▶ SOURCE MATERIAL
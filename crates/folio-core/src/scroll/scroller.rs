//! Outer vertical scroll with a sticky tab bar and pull-to-refresh

use std::future::Future;
use std::pin::Pin;
use std::sync::Arc;
use std::time::Instant;

use tracing::{debug, info, warn};

use super::animation::ScrollAnimator;
use super::refresh::{RefreshCallback, RefreshState, Refresher};
use super::sticky::{Placement, ViewTree};
use crate::config::{RefreshConfig, ScrollConfig};
use crate::error::Result;

/// Future returned by `trigger_refresh`; the host decides where to drive it
pub type RefreshFuture = Pin<Box<dyn Future<Output = Result<()>> + Send + 'static>>;

#[derive(Debug)]
pub struct StickyRefreshScroller {
    tree: ViewTree,
    animator: ScrollAnimator,
    refresh: RefreshState,
    viewport: u16,
    /// Rows pulled past the top since the last refresh or downward scroll
    pull: u16,
    pull_threshold: u16,
}

impl StickyRefreshScroller {
    pub fn new(scroll: ScrollConfig, refresh: &RefreshConfig) -> Self {
        Self {
            tree: ViewTree::new(),
            animator: ScrollAnimator::new(scroll),
            refresh: RefreshState::new(),
            viewport: 0,
            pull: 0,
            pull_threshold: refresh.pull_threshold.max(1),
        }
    }

    /// Replace the section tree, e.g. after a resize or tab change
    pub fn set_tree(&mut self, tree: ViewTree) {
        self.tree = tree;
    }

    pub fn tree(&self) -> &ViewTree {
        &self.tree
    }

    pub fn set_viewport(&mut self, viewport: u16) {
        self.viewport = viewport;
    }

    pub fn viewport(&self) -> u16 {
        self.viewport
    }

    pub fn max_scroll(&self) -> u16 {
        self.tree.max_scroll(self.viewport)
    }

    pub fn scroll(&self) -> u16 {
        self.animator.current_scroll().min(self.max_scroll())
    }

    pub fn animator(&self) -> &ScrollAnimator {
        &self.animator
    }

    pub fn needs_update(&self) -> bool {
        self.animator.needs_update()
    }

    pub fn is_pinned(&self) -> bool {
        self.tree.is_pinned(self.scroll())
    }

    /// Placements for the current scroll position
    pub fn layout(&self) -> Vec<Placement> {
        self.tree.layout(self.scroll(), self.viewport)
    }

    /// Rows moved by one line step
    pub fn line_step(&self) -> u16 {
        self.animator.config().scroll_lines.max(1)
    }

    /// One line step down
    pub fn line_down(&mut self) {
        self.scroll_down(self.line_step());
    }

    /// One line step up. At the top a step pulls by a single row, so the
    /// pull threshold does not depend on the step size.
    pub fn line_up(&mut self) -> bool {
        if self.is_resting_at_top() {
            return self.scroll_up(1);
        }
        self.scroll_up(self.line_step())
    }

    fn is_resting_at_top(&self) -> bool {
        self.animator.is_at_top() && self.animator.current_scroll() == 0
    }

    pub fn scroll_down(&mut self, rows: u16) {
        self.pull = 0;
        let max = self.max_scroll();
        self.animator.scroll_by(rows as i32, max);
    }

    /// Scroll up, or pull when already resting at the top.
    /// Returns true when the pull crossed the threshold.
    pub fn scroll_up(&mut self, rows: u16) -> bool {
        if self.is_resting_at_top() {
            if self.refresh.in_progress() {
                return false;
            }
            self.pull = self.pull.saturating_add(rows);
            debug!(pull = self.pull, threshold = self.pull_threshold, "Pulling at top");
            if self.pull >= self.pull_threshold {
                self.pull = 0;
                return true;
            }
            return false;
        }
        let max = self.max_scroll();
        self.animator.scroll_by(-(rows as i32), max);
        false
    }

    /// Pull distance as a fraction of the trigger threshold
    pub fn pull_progress(&self) -> f64 {
        (self.pull as f64 / self.pull_threshold as f64).min(1.0)
    }

    pub fn half_page_down(&mut self) {
        self.pull = 0;
        let max = self.max_scroll();
        self.animator.scroll_half_page_down(self.viewport, max);
    }

    pub fn half_page_up(&mut self) {
        let max = self.max_scroll();
        self.animator.scroll_half_page_up(self.viewport, max);
    }

    pub fn page_down(&mut self) {
        self.pull = 0;
        let max = self.max_scroll();
        self.animator.scroll_full_page_down(self.viewport, max);
    }

    pub fn page_up(&mut self) {
        let max = self.max_scroll();
        self.animator.scroll_full_page_up(self.viewport, max);
    }

    pub fn scroll_to_top_at(&mut self, now: Instant) {
        let max = self.max_scroll();
        self.animator.scroll_to_at(0, max, now);
    }

    pub fn scroll_to_bottom_at(&mut self, now: Instant) {
        self.pull = 0;
        let max = self.max_scroll();
        self.animator.scroll_to_at(max, max, now);
    }

    /// Advance the scroll animation, returning the current position
    pub fn update_at(&mut self, now: Instant) -> u16 {
        let max = self.max_scroll();
        self.animator.update_at(max, now)
    }

    pub fn update(&mut self) -> u16 {
        self.update_at(Instant::now())
    }

    pub fn is_refreshing(&self) -> bool {
        self.refresh.in_progress()
    }

    pub fn refresh_state(&self) -> &RefreshState {
        &self.refresh
    }

    pub fn on_refresh_complete(&mut self, callback: RefreshCallback) {
        self.refresh.set_on_complete(callback);
    }

    /// Start a refresh. Returns `None` if one is already in flight.
    pub fn trigger_refresh(&mut self, refresher: &Arc<dyn Refresher>) -> Option<RefreshFuture> {
        if !self.refresh.try_begin() {
            debug!("Refresh already in progress, ignoring trigger");
            return None;
        }
        info!("Refresh started");
        self.pull = 0;
        let refresher = Arc::clone(refresher);
        Some(Box::pin(async move { refresher.refresh().await }))
    }

    /// Record the outcome of the future returned by `trigger_refresh`
    pub fn complete_refresh(&mut self, outcome: Result<()>) {
        let success = match outcome {
            Ok(()) => true,
            Err(e) => {
                warn!("Refresh failed: {}", e);
                false
            }
        };
        if self.refresh.finish(success) {
            info!(success, completed = self.refresh.completed(), "Refresh finished");
        }
    }
}

#[cfg(test)]
mod tests {
    use super::*;
    use crate::error::Error;
    use crate::scroll::refresh::FixedDelayRefresher;
    use crate::scroll::sticky::SectionKind;
    use async_trait::async_trait;
    use std::sync::atomic::{AtomicUsize, Ordering};
    use std::time::Duration;

    fn instant_scroll() -> ScrollConfig {
        ScrollConfig {
            smooth_enabled: false,
            ..Default::default()
        }
    }

    fn scroller_tree() -> ViewTree {
        ViewTree::new()
            .with_section(SectionKind::Header, 10)
            .with_section(SectionKind::Highlights, 4)
            .with_sticky(SectionKind::TabBar, 2)
            .with_section(SectionKind::Content, 50)
    }

    fn scroller() -> StickyRefreshScroller {
        let mut scroller = StickyRefreshScroller::new(instant_scroll(), &RefreshConfig::default());
        scroller.set_tree(scroller_tree());
        scroller.set_viewport(20);
        scroller
    }

    struct FailingRefresher;

    #[async_trait]
    impl Refresher for FailingRefresher {
        async fn refresh(&self) -> Result<()> {
            Err(Error::Refresh("backend unavailable".into()))
        }
    }

    #[test]
    fn test_scroll_pins_tab_bar() {
        let mut scroller = scroller();
        assert!(!scroller.is_pinned());
        scroller.scroll_down(20);
        assert_eq!(scroller.scroll(), 20);
        assert!(scroller.is_pinned());
        assert!(scroller.layout().last().unwrap().pinned);
    }

    #[test]
    fn test_pull_at_top_triggers_after_threshold() {
        let mut scroller = scroller();
        let threshold = RefreshConfig::default().pull_threshold;
        for _ in 1..threshold {
            assert!(!scroller.scroll_up(1));
        }
        assert!(scroller.scroll_up(1));
        assert_eq!(scroller.pull_progress(), 0.0);
    }

    #[test]
    fn test_scroll_up_away_from_top_does_not_pull() {
        let mut scroller = scroller();
        scroller.scroll_down(10);
        assert!(!scroller.scroll_up(10));
        assert_eq!(scroller.scroll(), 0);
        assert_eq!(scroller.pull_progress(), 0.0);
    }

    #[test]
    fn test_scroll_down_resets_pull() {
        let mut scroller = scroller();
        scroller.scroll_up(1);
        assert!(scroller.pull_progress() > 0.0);
        scroller.scroll_down(1);
        assert_eq!(scroller.pull_progress(), 0.0);
    }

    #[test]
    fn test_line_step_applies_to_lines_only() {
        let mut scroller = StickyRefreshScroller::new(
            ScrollConfig {
                scroll_lines: 3,
                ..instant_scroll()
            },
            &RefreshConfig::default(),
        );
        scroller.set_tree(scroller_tree());
        scroller.set_viewport(20);

        scroller.line_down();
        assert_eq!(scroller.scroll(), 3);
        scroller.page_down();
        assert_eq!(scroller.scroll(), 23);
        scroller.half_page_up();
        assert_eq!(scroller.scroll(), 13);
        assert!(!scroller.line_up());
        assert_eq!(scroller.scroll(), 10);
    }

    #[test]
    fn test_line_up_pulls_one_row_at_a_time() {
        let mut scroller = StickyRefreshScroller::new(
            ScrollConfig {
                scroll_lines: 5,
                ..instant_scroll()
            },
            &RefreshConfig::default(),
        );
        scroller.set_tree(scroller_tree());
        scroller.set_viewport(20);
        let threshold = RefreshConfig::default().pull_threshold;
        for _ in 1..threshold {
            assert!(!scroller.line_up());
        }
        assert!(scroller.line_up());
    }

    #[test]
    fn test_bottom_and_top() {
        let mut scroller = scroller();
        let now = Instant::now();
        scroller.scroll_to_bottom_at(now);
        assert_eq!(scroller.scroll(), 46);
        scroller.scroll_to_top_at(now);
        assert_eq!(scroller.scroll(), 0);
    }

    #[tokio::test(start_paused = true)]
    async fn test_duplicate_trigger_is_noop() {
        let mut scroller = scroller();
        let transitions = Arc::new(AtomicUsize::new(0));
        let counter = transitions.clone();
        scroller.on_refresh_complete(Box::new(move |_| {
            counter.fetch_add(1, Ordering::SeqCst);
        }));
        let refresher: Arc<dyn Refresher> =
            Arc::new(FixedDelayRefresher::new(Duration::from_millis(2000)));

        let first = scroller.trigger_refresh(&refresher).expect("first trigger starts");
        assert!(scroller.is_refreshing());
        let handle = tokio::spawn(first);

        tokio::time::advance(Duration::from_millis(500)).await;
        assert!(scroller.trigger_refresh(&refresher).is_none());
        assert!(scroller.is_refreshing());

        let outcome = handle.await.unwrap();
        scroller.complete_refresh(outcome);

        assert!(!scroller.is_refreshing());
        assert_eq!(transitions.load(Ordering::SeqCst), 1);
        assert_eq!(scroller.refresh_state().completed(), 1);
    }

    #[tokio::test]
    async fn test_failed_refresh_clears_flag() {
        let mut scroller = scroller();
        let refresher: Arc<dyn Refresher> = Arc::new(FailingRefresher);
        let future = scroller.trigger_refresh(&refresher).unwrap();
        scroller.complete_refresh(future.await);
        assert!(!scroller.is_refreshing());
        assert_eq!(scroller.refresh_state().failed(), 1);
        assert!(scroller.trigger_refresh(&refresher).is_some());
    }

    #[test]
    fn test_pull_ignored_while_refreshing() {
        let mut scroller = scroller();
        let refresher: Arc<dyn Refresher> =
            Arc::new(FixedDelayRefresher::new(Duration::from_millis(10)));
        let _future = scroller.trigger_refresh(&refresher);
        for _ in 0..10 {
            assert!(!scroller.scroll_up(1));
        }
    }
}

▶ WHAT THE TASK ASKS
What lines in the data above carry "RefreshState"? Return them all.

▶ SOLUTION TO THE PROBLEM
use super::refresh::{RefreshCallback, RefreshState, Refresher};
    refresh: RefreshState,
            refresh: RefreshState::new(),
    pub fn refresh_state(&self) -> &RefreshState {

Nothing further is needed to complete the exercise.